Was it too much cheese with my vitamins, or two much vitamin with my cheese? Whichever it was, the movie ended up the less for being unable to decide its destiny, either mindless action or hard-hitting drama. For all that, it’s certainly not a painful movie, and, as indicated to begin with, certainly better than the cover design would indicate. (Note how that brings a nice sense of closure…)
A Notable Quotable:
“There is no justice — just us.”
- Justus to Willie (did I mention my appreciation of subtlety?)
Some Notable Totables:
- body count: 12
- breasts: 3
- pasty male butts: 1
- explosions: 2
- ominous thunderstorms: 0
- cupcakes you really don’t want to eat: two dozen
- actors who’ve appeared on Star Trek: 6
- Tom “Tiny” Lister (Angel) played “Klaang” in the Enterprise pilot “Broken Bow”

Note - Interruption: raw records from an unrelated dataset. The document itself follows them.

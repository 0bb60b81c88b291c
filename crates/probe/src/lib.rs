//! fragprobe Probe - download throughput measurement
//!
//! This crate provides:
//! - Candidate endpoint records
//! - Simple EWMA
//! - Time-sliced body sampling
//! - HTTP GET over the fragment-aware dialer (redirects, referer policy)
//! - Throughput probe and the candidate orchestrator

mod candidate;
mod ewma;
mod http;
mod orchestrator;
mod sampler;
mod throughput;

pub use candidate::*;
pub use ewma::*;
pub use http::*;
pub use orchestrator::*;
pub use sampler::*;
pub use throughput::*;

- Clint Howard (the rapist) played “Balok” in the original episode “The Corbomite Maneuver,” and “Grady” in the second half of the DS9 two-parter “Past Tense”

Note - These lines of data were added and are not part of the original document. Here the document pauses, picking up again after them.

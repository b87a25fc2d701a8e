use std::fmt::{Debug, Display, Formatter, Result as FmtResult};
use std::ops::Index;
use std::sync::Arc;

/// A labelled, ordered tree whose leaves may be wildcards.
///
/// Patterns and subjects share this representation. Children are kept behind
/// an `Arc` so cloning a tree is cheap, and only the path being modified is
/// copied on write.
#[derive(Clone, PartialEq, Eq, Hash)]
pub enum Tree {
    Node {
        label: String,
        children: Arc<Vec<Tree>>,
    },
    Wildcard,
}

impl Tree {
    pub fn node<I>(label: impl ToString, children: I) -> Self
    where
        I: IntoIterator<Item = Tree>,
    {
        Tree::Node {
            label: label.to_string(),
            children: Arc::new(children.into_iter().collect()),
        }
    }

    pub fn leaf(label: impl ToString) -> Self {
        Tree::Node {
            label: label.to_string(),
            children: Arc::new(Vec::new()),
        }
    }

    pub fn wildcard() -> Self {
        Tree::Wildcard
    }

    /*
     *
     * BEGIN TREE MANIPULATION METHODS
     *
     */

    /// Append a child. Wildcards cannot carry children, so this has no
    /// effect on one.
    pub fn add_child(&mut self, child: Tree) {
        if let Tree::Node { children, .. } = self {
            Arc::make_mut(children).push(child);
        }
    }

    pub fn add_children<I>(&mut self, children: I)
    where
        I: IntoIterator<Item = Tree>,
    {
        if let Tree::Node { children: mine, .. } = self {
            Arc::make_mut(mine).extend(children);
        }
    }

    pub fn with_children<I>(mut self, children: I) -> Self
    where
        I: IntoIterator<Item = Tree>,
    {
        self.add_children(children);
        self
    }

    /*
     *
     * BEGIN TREE INFORMATION METHODS
     *
     */

    /// The node's label, or `None` for a wildcard.
    pub fn label(&self) -> Option<&str> {
        match self {
            Tree::Node { label, .. } => Some(label),
            Tree::Wildcard => None,
        }
    }

    pub fn is_wildcard(&self) -> bool {
        matches!(self, Tree::Wildcard)
    }

    pub fn children(&self) -> impl Iterator<Item = &Tree> {
        self.child_slice().iter()
    }

    pub fn child(&self, index: usize) -> Option<&Tree> {
        self.child_slice().get(index)
    }

    fn child_slice(&self) -> &[Tree] {
        match self {
            Tree::Node { children, .. } => children,
            Tree::Wildcard => &[],
        }
    }

    /// Get the number of children of the tree node
    pub fn len(&self) -> usize {
        self.child_slice().len()
    }

    /// Check if the tree is a leaf node.
    /// Wildcards are always leaves.
    pub fn is_leaf(&self) -> bool {
        self.child_slice().is_empty()
    }

    /// Get the depth of the tree
    pub fn depth(&self) -> usize {
        1 + self.children().map(Tree::depth).max().unwrap_or(0)
    }

    /// Get the number of nodes in the tree, wildcards included
    pub fn size(&self) -> usize {
        self.iter().count()
    }

    pub fn contains_wildcard(&self) -> bool {
        self.iter().any(Tree::is_wildcard)
    }

    /// Iterate over every subtree in pre-order, children left to right.
    pub fn iter(&self) -> TreeIter<'_> {
        TreeIter::new(self)
    }
}

impl Debug for Tree {
    fn fmt(&self, f: &mut Formatter) -> FmtResult {
        match self {
            Tree::Node { label, children } => f
                .debug_struct("Node")
                .field("label", label)
                .field("children", children)
                .finish(),
            Tree::Wildcard => write!(f, "Wildcard"),
        }
    }
}

/// Writes the tree back in the expression grammar, e.g. `a(b,_)`.
impl Display for Tree {
    fn fmt(&self, f: &mut Formatter) -> FmtResult {
        match self {
            Tree::Wildcard => write!(f, "_"),
            Tree::Node { label, children } if children.is_empty() => write!(f, "{}", label),
            Tree::Node { label, children } => {
                write!(f, "{}(", label)?;
                for (i, child) in children.iter().enumerate() {
                    if i > 0 {
                        write!(f, ",")?;
                    }
                    write!(f, "{}", child)?;
                }
                write!(f, ")")
            }
        }
    }
}

impl From<&str> for Tree {
    fn from(label: &str) -> Self {
        Tree::leaf(label)
    }
}

impl From<String> for Tree {
    fn from(label: String) -> Self {
        Tree::leaf(label)
    }
}

impl Index<usize> for Tree {
    type Output = Tree;

    fn index(&self, index: usize) -> &Self::Output {
        &self.child_slice()[index]
    }
}

pub struct TreeIter<'a> {
    stack: Vec<&'a Tree>,
}

impl<'a> TreeIter<'a> {
    fn new(tree: &'a Tree) -> Self {
        TreeIter { stack: vec![tree] }
    }
}

impl<'a> Iterator for TreeIter<'a> {
    type Item = &'a Tree;

    fn next(&mut self) -> Option<Self::Item> {
        let node = self.stack.pop()?;
        self.stack.extend(node.child_slice().iter().rev());
        Some(node)
    }
}

#[macro_export]
macro_rules! tree {
    // --- Entry points ----------------------------------------------------

    // A bare wildcard
    (_) => {
        $crate::Tree::wildcard()
    };

    // A node with children: the label, then more tokens
    ($label:expr; $($rest:tt)*) => {{
        let mut t = $crate::Tree::from($label);
        $crate::tree!(@parse_children t, $($rest)*);
        t
    }};

    // A leaf node: just a label with no children
    ($label:expr) => {
        $crate::Tree::from($label)
    };

    // --- Internal rules for parsing children -----------------------------

    // No more children
    (@parse_children $tree:ident) => {};
    (@parse_children $tree:ident,) => {};

    // A nested child subtree: looks like #[ child_root ; child2 ; child3 ; ... ]
    (@parse_children $tree:ident, #[ $($subtree:tt)* ]; $($rest:tt)*) => {{
        $tree.add_child($crate::tree!($($subtree)*));
        $crate::tree!(@parse_children $tree, $($rest)*);
    }};
    // Same, but no trailing semicolon
    (@parse_children $tree:ident, #[ $($subtree:tt)* ]) => {{
        $tree.add_child($crate::tree!($($subtree)*));
    }};

    // A wildcard child
    (@parse_children $tree:ident, _; $($rest:tt)*) => {{
        $tree.add_child($crate::Tree::wildcard());
        $crate::tree!(@parse_children $tree, $($rest)*);
    }};
    (@parse_children $tree:ident, _) => {{
        $tree.add_child($crate::Tree::wildcard());
    }};

    // A single leaf child with trailing siblings
    (@parse_children $tree:ident, $child:expr; $($rest:tt)*) => {{
        $tree.add_child($crate::tree!($child));
        $crate::tree!(@parse_children $tree, $($rest)*);
    }};
    // A single leaf child without trailing siblings
    (@parse_children $tree:ident, $child:expr) => {{
        $tree.add_child($crate::tree!($child));
    }};
}

#[cfg(test)]
mod tests {
    use super::*;

    #[test]
    fn test_tree_macro() {
        let tree = tree!["a"; "b"; "c"];
        assert_eq!(tree.to_string(), "a(b,c)");

        // Nested tree
        let tree = tree!["f"; "x"; #["y"; "z"]];
        assert_eq!(tree.to_string(), "f(x,y(z))");

        // Wildcards, both nested and as siblings
        let tree = tree!["a"; _; #["b"; _; "c"]; _];
        assert_eq!(tree.to_string(), "a(_,b(_,c),_)");

        assert_eq!(tree![_], Tree::Wildcard);
        assert_eq!(tree!["leaf"], Tree::leaf("leaf"));
    }

    #[test]
    fn test_builders_agree_with_macro() {
        let built = Tree::node("a", [Tree::leaf("b"), Tree::wildcard()]);
        assert_eq!(built, tree!["a"; "b"; _]);

        let extended = Tree::leaf("a").with_children([Tree::leaf("b")]);
        assert_eq!(extended, tree!["a"; "b"]);
    }

    #[test]
    fn test_wildcard_has_no_children() {
        let mut wildcard = Tree::wildcard();
        wildcard.add_child(Tree::leaf("x"));
        assert!(wildcard.is_leaf());
        assert_eq!(wildcard.label(), None);
    }

    #[test]
    fn test_shape_queries() {
        let tree = tree!["a"; #["b"; #["c"; _]]; "d"];
        assert_eq!(tree.depth(), 4);
        assert_eq!(tree.size(), 5);
        assert_eq!(tree.len(), 2);
        assert!(tree.contains_wildcard());
        assert_eq!(tree[1].label(), Some("d"));
        assert_eq!(tree.child(0).and_then(|b| b.child(0)).and_then(Tree::label), Some("c"));
        assert!(tree.child(2).is_none());
    }

    #[test]
    fn test_iter_is_preorder() {
        let tree = tree!["a"; #["b"; "c"; "d"]; #["e"; _]];
        let labels: Vec<_> = tree.iter().map(|t| t.label().unwrap_or("_")).collect();
        assert_eq!(labels, ["a", "b", "c", "d", "e", "_"]);
    }
}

- Juan Garcia (“Federico”) played “John Torres” in two episodes of Voyager
- Harvey Jason (“Lou”) played “Felix Leech” in the TNG episode “The Big Goodbye”
- Shelly Desai (“Rasool,” the real-estate agent) played “V’Sal” in the TNG episode “Data’s Day”
- Ron Soble (“Chief McTighe”) played “Wyatt Earp” (or a reasonable facsimile thereof) in the original episode “Spectre of the Gun”
- (Beverly Leech (Willie) did the voice of Ensign Yraxys in the video game Star Trek: Away Team, but I don’t think that counts)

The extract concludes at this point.